• Flyovers to conserve water

  • Pollution control board not strict with service stations?

  • Flyovers to conserve water

    THE TIMES OF INDIA [6 MAY, 2002]

    NEW DELHI: Besides easing traffic flow, the upcoming flyovers in the city will have an important contribution to make towards conserving water. To begin with, the proposed flyover at Dhaula Kuan will be equipped with an artificial water recharge system for enhancing ground water level in the area.

    Being built by the Public Works Department (PWD), the plan for the artificial recharge system at the flyover has been designed by the Central Ground Water Board (CGWB). The plan covers a total catchment area of about 13.75 hectare, and once fully functional, it will help conserve 39,244 cubic metre of rainwater annually that has until now been flowing unutilised into storm water drains.

    PWD engineer-in-chief Deepak Narayan said the step was initiated keeping in mind the dwindling water levels in the city. ‘‘While rainwater harvesting has been made mandatory for all new buildings in the city, no such specification has been issued for flyovers. We decided to install water recharge schemes wherever the ground water level was low,’’ he said.

    He said while the Dhaula Kuan flyover will be the first to put this scheme to use, conditions at the site of other upcoming flyovers, too, would be studied for suitability. ‘‘All projects where deep underpasses are being constructed will have the scheme in place. The flyovers at Dhaula Kuan, Safdarjung and Punjabi Bagh will have underpasses and the recharge structures,’’ he said.

    Areas that have a dip are prone to waterlogging during rainy season. Recharge systems in these areas will ensure that water does not accumulate.

    Experts said rainwater harvesting at flyovers is not much different from rooftop harvesting. ‘‘Depending on the quantity of rainfall, space available and the nature of the land in the area we recommend a structure,’’ said Dr S K Sharma, consultant, CGWB.


    Pollution control board not strict with service stations?

    THE TIMES OF INDIA [6 MAY, 2002]

    CHANDIGARH: The owners of a few car service stations in the city, which were issued notices by Chandigarh Pollution Control Board a couple of years back, feel that the board has not been doing enough to prevent water pollution at service stations.

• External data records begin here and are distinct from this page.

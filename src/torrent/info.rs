//! Torrent information structures
//!
//! Immutable metadata of a single-file torrent: tracker, lengths, piece
//! hashes and the info hash.

use anyhow::Result;
use sha1::{Digest, Sha1};

use crate::error::TorrentError;

/// Largest accepted `piece length`; a piece is buffered whole in memory
pub const MAX_PIECE_LENGTH: u64 = 64 * 1024 * 1024;

/// SHA-1 digest of a byte slice
pub fn sha1_digest(data: &[u8]) -> [u8; 20] {
    let mut hasher = Sha1::new();
    hasher.update(data);
    hasher.finalize().into()
}

/// Validated torrent metadata. Built by `TorrentParser`, never mutated.
#[derive(Debug, Clone, PartialEq, Eq)]
pub struct TorrentInfo {
    announce: String,
    name: Option<String>,
    total_length: u64,
    piece_length: u64,
    piece_hashes: Vec<[u8; 20]>,
    info_hash: [u8; 20],
}

impl TorrentInfo {
    /// Assemble metadata, checking the piece-count invariant
    pub fn new(
        announce: String,
        name: Option<String>,
        total_length: u64,
        piece_length: u64,
        piece_hashes: Vec<[u8; 20]>,
        info_hash: [u8; 20],
    ) -> Result<Self> {
        if piece_length == 0 {
            return Err(TorrentError::invalid_torrent_field("piece length must be positive", "piece length").into());
        }
        if piece_length > MAX_PIECE_LENGTH {
            return Err(TorrentError::invalid_torrent_field(
                format!("piece length {} exceeds limit of {}", piece_length, MAX_PIECE_LENGTH),
                "piece length",
            )
            .into());
        }

        let expected = total_length.div_ceil(piece_length);
        if piece_hashes.len() as u64 != expected {
            return Err(TorrentError::invalid_torrent_field(
                format!(
                    "{} piece hashes for {} bytes in pieces of {} (expected {})",
                    piece_hashes.len(),
                    total_length,
                    piece_length,
                    expected
                ),
                "pieces",
            )
            .into());
        }

        Ok(Self {
            announce,
            name,
            total_length,
            piece_length,
            piece_hashes,
            info_hash,
        })
    }

    /// Split the concatenated `pieces` field into 20-byte digests
    pub fn parse_piece_hashes(pieces_bytes: &[u8]) -> Result<Vec<[u8; 20]>> {
        if pieces_bytes.len() % 20 != 0 {
            return Err(TorrentError::invalid_torrent_field(
                format!("pieces length must be a multiple of 20, got {}", pieces_bytes.len()),
                "pieces",
            )
            .into());
        }

        Ok(pieces_bytes
            .chunks_exact(20)
            .map(|chunk| {
                let mut hash = [0u8; 20];
                hash.copy_from_slice(chunk);
                hash
            })
            .collect())
    }

    /// Tracker announce URL
    pub fn announce(&self) -> &str {
        &self.announce
    }

    pub fn name(&self) -> Option<&str> {
        self.name.as_deref()
    }

    /// Total content length in bytes
    pub fn total_length(&self) -> u64 {
        self.total_length
    }

    /// Nominal piece length in bytes
    pub fn piece_length(&self) -> u64 {
        self.piece_length
    }

    pub fn piece_count(&self) -> usize {
        self.piece_hashes.len()
    }

    pub fn piece_hashes(&self) -> &[[u8; 20]] {
        &self.piece_hashes
    }

    pub fn piece_hash(&self, index: u32) -> Option<&[u8; 20]> {
        self.piece_hashes.get(index as usize)
    }

    /// Length of the piece at `index`. Every piece is `piece_length` long
    /// except the last, which holds whatever remains.
    pub fn piece_length_at(&self, index: u32) -> Option<u64> {
        let index = index as usize;
        if index >= self.piece_hashes.len() {
            return None;
        }
        if index + 1 == self.piece_hashes.len() {
            Some(self.total_length - index as u64 * self.piece_length)
        } else {
            Some(self.piece_length)
        }
    }

    pub fn info_hash(&self) -> &[u8; 20] {
        &self.info_hash
    }

    pub fn info_hash_hex(&self) -> String {
        hex::encode(self.info_hash)
    }

    /// Piece hashes rendered as lowercase hex, in index order
    pub fn piece_hashes_hex(&self) -> Vec<String> {
        self.piece_hashes.iter().map(hex::encode).collect()
    }
}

    The board has been selective in its crusade. Otherwise all service stations with washing facility would have installed water treatment plants,” says of the owners. There are a total of 40 petrol pumps in the city, of which about 32 have car washing facility.

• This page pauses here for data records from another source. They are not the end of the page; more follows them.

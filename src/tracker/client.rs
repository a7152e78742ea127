//! HTTP tracker announce
//!
//! Builds the announce URL, sends it through an `HttpTransport` and decodes
//! the compact peer list from the bencoded response.

use anyhow::Result;
use std::net::{Ipv4Addr, SocketAddrV4};
use std::sync::Arc;
use tracing::{debug, info, warn};
use url::Url;

use crate::bencode::{self, Value};
use crate::error::TorrentError;
use crate::tracker::transport::HttpTransport;

/// Parameters of one announce request
#[derive(Debug, Clone)]
pub struct AnnounceRequest {
    pub info_hash: [u8; 20],
    pub peer_id: [u8; 20],
    pub port: u16,
    pub uploaded: u64,
    pub downloaded: u64,
    pub left: u64,
}

impl AnnounceRequest {
    /// Fresh download: nothing transferred yet
    pub fn new(info_hash: [u8; 20], peer_id: [u8; 20], port: u16, left: u64) -> Self {
        Self {
            info_hash,
            peer_id,
            port,
            uploaded: 0,
            downloaded: 0,
            left,
        }
    }
}

/// Tracker client over a pluggable HTTP transport
#[derive(Clone)]
pub struct TrackerClient {
    transport: Arc<dyn HttpTransport>,
}

impl TrackerClient {
    pub fn new(transport: Arc<dyn HttpTransport>) -> Self {
        Self { transport }
    }

    /// Announce to `tracker_url` and return the peers it lists. An empty list
    /// is a valid answer.
    pub async fn announce(&self, tracker_url: &str, request: &AnnounceRequest) -> Result<Vec<SocketAddrV4>> {
        let url = build_announce_url(tracker_url, request)?;
        info!("Announcing to tracker {}", tracker_url);

        let response = self.transport.get(&url).await?;
        if !response.is_success() {
            warn!("Tracker {} answered HTTP {}", tracker_url, response.status);
            return Err(TorrentError::tracker_error_with_url(
                format!("HTTP status {}", response.status),
                tracker_url,
            )
            .into());
        }

        let peers = parse_announce_response(&response.body).map_err(|e| {
            warn!("Bad tracker response from {}: {}", tracker_url, e);
            e
        })?;
        info!("Tracker returned {} peer(s)", peers.len());
        Ok(peers)
    }
}

/// Append the announce parameters to the tracker URL. The binary hash and
/// peer id are percent-encoded byte for byte.
pub fn build_announce_url(tracker_url: &str, request: &AnnounceRequest) -> Result<String> {
    let parsed = Url::parse(tracker_url).map_err(|e| {
        TorrentError::tracker_error_full("invalid announce URL", tracker_url, e.to_string())
    })?;
    if !matches!(parsed.scheme(), "http" | "https") {
        return Err(TorrentError::tracker_error_with_url(
            format!("unsupported tracker scheme '{}'", parsed.scheme()),
            tracker_url,
        )
        .into());
    }

    let separator = if parsed.query().is_some() { '&' } else { '?' };
    let url = format!(
        "{}{}info_hash={}&peer_id={}&port={}&uploaded={}&downloaded={}&left={}&compact=1",
        tracker_url,
        separator,
        urlencoding::encode_binary(&request.info_hash),
        urlencoding::encode_binary(&request.peer_id),
        request.port,
        request.uploaded,
        request.downloaded,
        request.left
    );
    debug!("Announce URL: {}", url);
    Ok(url)
}

/// Decode a bencoded announce response into peer addresses
pub fn parse_announce_response(body: &[u8]) -> Result<Vec<SocketAddrV4>> {
    let value = bencode::decode(body)
        .map_err(|e| TorrentError::tracker_error(format!("response is not bencode: {}", e)))?;
    if value.as_dict().is_none() {
        return Err(TorrentError::tracker_error("response is not a dictionary").into());
    }

    if let Some(failure) = value.get("failure reason") {
        let reason = failure
            .as_bytes()
            .map(|b| String::from_utf8_lossy(b).into_owned())
            .unwrap_or_else(|| "unspecified".to_string());
        return Err(TorrentError::tracker_error(format!("tracker failure: {}", reason)).into());
    }

    let peers = value
        .get("peers")
        .and_then(Value::as_bytes)
        .ok_or_else(|| TorrentError::tracker_error("response has no compact peers field"))?;
    parse_compact_peers(peers)
}

/// Split a compact peers string into 6-byte `ip:port` entries
pub fn parse_compact_peers(data: &[u8]) -> Result<Vec<SocketAddrV4>> {
    if data.len() % 6 != 0 {
        return Err(TorrentError::tracker_error(format!(
            "compact peers length {} is not a multiple of 6",
            data.len()
        ))
        .into());
    }

    Ok(data
        .chunks_exact(6)
        .map(|chunk| {
            let ip = Ipv4Addr::new(chunk[0], chunk[1], chunk[2], chunk[3]);
            let port = u16::from_be_bytes([chunk[4], chunk[5]]);
            SocketAddrV4::new(ip, port)
        })
        .collect())
}

#[cfg(test)]
mod tests {
    use super::*;
    use crate::tracker::transport::HttpResponse;
    use async_trait::async_trait;
    use bytes::Bytes;
    use std::sync::Mutex;

    struct StubTransport {
        status: u16,
        body: Vec<u8>,
        requested: Mutex<Vec<String>>,
    }

    impl StubTransport {
        fn new(status: u16, body: &[u8]) -> Arc<Self> {
            Arc::new(Self {
                status,
                body: body.to_vec(),
                requested: Mutex::new(Vec::new()),
            })
        }
    }

    #[async_trait]
    impl HttpTransport for StubTransport {
        async fn get(&self, url: &str) -> Result<HttpResponse> {
            self.requested.lock().unwrap().push(url.to_string());
            Ok(HttpResponse {
                status: self.status,
                body: Bytes::from(self.body.clone()),
            })
        }
    }

    fn request() -> AnnounceRequest {
        let mut info_hash = [0u8; 20];
        info_hash[0] = 0x00;
        info_hash[1] = 0xff;
        info_hash[2] = b'a';
        info_hash[3] = b' ';
        AnnounceRequest::new(info_hash, *b"-MT0001-abcdefghijkl", 6881, 1000)
    }

    fn is_tracker_error(err: &anyhow::Error) -> bool {
        matches!(err.downcast_ref::<TorrentError>(), Some(TorrentError::TrackerError { .. }))
    }

    #[test]
    fn test_parse_compact_peers() {
        let peers = parse_compact_peers(&[192, 168, 1, 1, 0x1A, 0xE1, 10, 0, 0, 5, 0x1A, 0xE2]).unwrap();
        let rendered: Vec<String> = peers.iter().map(|p| p.to_string()).collect();
        assert_eq!(rendered, vec!["192.168.1.1:6881", "10.0.0.5:6882"]);
    }

    #[test]
    fn test_parse_compact_peers_bad_length() {
        assert!(is_tracker_error(&parse_compact_peers(&[1, 2, 3, 4, 5]).unwrap_err()));
        assert!(parse_compact_peers(&[]).unwrap().is_empty());
    }

    #[test]
    fn test_announce_url_encoding() {
        let url = build_announce_url("http://tracker.example.com/announce", &request()).unwrap();
        assert!(url.starts_with("http://tracker.example.com/announce?info_hash=%00%FFa%20%00"));
        assert!(url.contains("&peer_id=-MT0001-abcdefghijkl&"));
        assert!(url.ends_with("&port=6881&uploaded=0&downloaded=0&left=1000&compact=1"));
    }

    #[test]
    fn test_announce_url_extends_existing_query() {
        let url = build_announce_url("http://t.example.com/announce?key=1", &request()).unwrap();
        assert!(url.starts_with("http://t.example.com/announce?key=1&info_hash="));
    }

    #[test]
    fn test_announce_url_rejects_non_http() {
        assert!(is_tracker_error(&build_announce_url("udp://t:80", &request()).unwrap_err()));
        assert!(is_tracker_error(&build_announce_url("not a url", &request()).unwrap_err()));
    }

    #[tokio::test]
    async fn test_announce_returns_peers() {
        let mut body = b"d8:intervali60e5:peers12:".to_vec();
        body.extend_from_slice(&[127, 0, 0, 1, 0x1A, 0xE1, 127, 0, 0, 2, 0x1A, 0xE2]);
        body.push(b'e');
        let transport = StubTransport::new(200, &body);
        let client = TrackerClient::new(transport.clone());

        let peers = client.announce("http://t.example.com/announce", &request()).await.unwrap();
        assert_eq!(peers.len(), 2);
        assert_eq!(peers[1].to_string(), "127.0.0.2:6882");
        assert_eq!(transport.requested.lock().unwrap().len(), 1);
    }

    #[tokio::test]
    async fn test_announce_empty_peer_list() {
        let client = TrackerClient::new(StubTransport::new(200, b"d5:peers0:e"));
        let peers = client.announce("http://t.example.com/announce", &request()).await.unwrap();
        assert!(peers.is_empty());
    }

    #[tokio::test]
    async fn test_announce_failures() {
        let cases: Vec<(u16, &[u8])> = vec![
            (500, b"d5:peers0:e"),
            (200, b"d14:failure reason12:unregisterede"),
            (200, b"not bencode"),
            (200, b"d8:intervali60ee"),
            (200, b"le"),
        ];
        for (status, body) in cases {
            let client = TrackerClient::new(StubTransport::new(status, body));
            let err = client.announce("http://t.example.com/announce", &request()).await.unwrap_err();
            assert!(is_tracker_error(&err), "status {} body {:?}", status, body);
        }
    }
}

    This is in addition to 17 Maruti authorised service stations, two of Daewoo, two of Hyundai, two of Hindustan Motors, and… the list is long. By a rough estimation, there are a total of approximately service stations which provide car wash facility, consuming a large volume of potable water, and leaving it polluted in the process.

    Of these, only less than 50 per cent have installed water treatment plants. Initially, there was a of momentum in the pressure put by the Pollution Control Board, but then officials became selective,” says a car service station owner from Industrial Area, where unauthorised service stations have mushroomed like wild grass and go unchecked by board.

    Those who were served notices by the board to install water purifying devices within a given time frame fail to understand why the case was pursued on a war footing for some, whereas others were allowed to function without any objection. “It’s not that we don’t want to fulfill our moral obligation, but, the laws must be the same for all,” comments another petrol station owner.

    When Times News Network contacted member secretary Chandigarh Pollution Board, P J S Dadwal to get an official version on the number of petrol stations which have not yet installed a water purifying plant, he refused to comment, “Ours is a very small office, it is very difficult to collect this kind of figures, you can say ‘no comments’ on my behalf.”

    When a car is washed, a sizeable amount of oil and grease gets mixed with water, leaving it unfit for discharge in the sewer. The Pollution Control Board had asked these wash centers to treat the water for hazardous pollutants before discharging it into the sewer. Some petrol station owners, about ten of them, went a step ahead and purified this water to a higher degree to make it reusable for washing cars and watering lawns.

    Among the first stations to introduce the recycling of polluted water in this city was Col (Retd) Harjit Kapoor’s Kapoor Service Station in Sector 21 D. “The reusable water brought down our water bill to one-thirds of what was consumed earlier, and that’s how we recovered the cost of the treatment plant within two years,” says Col Kapoor. The simple mechanism of treating water works at two levels.

    At the first, it removes the hazardous pollutants like oil and grease, then water is treated with alum and polyelectrolyte. Lastly, it’s filtered for impurities through paper and sand to make it reusable.

    Ashok Kataria, an environmental engineer who designed the water purifying mechanism for these plants, says he has the technology to treat sewerage as well, but has not been approached by any of the big institutions to treat water.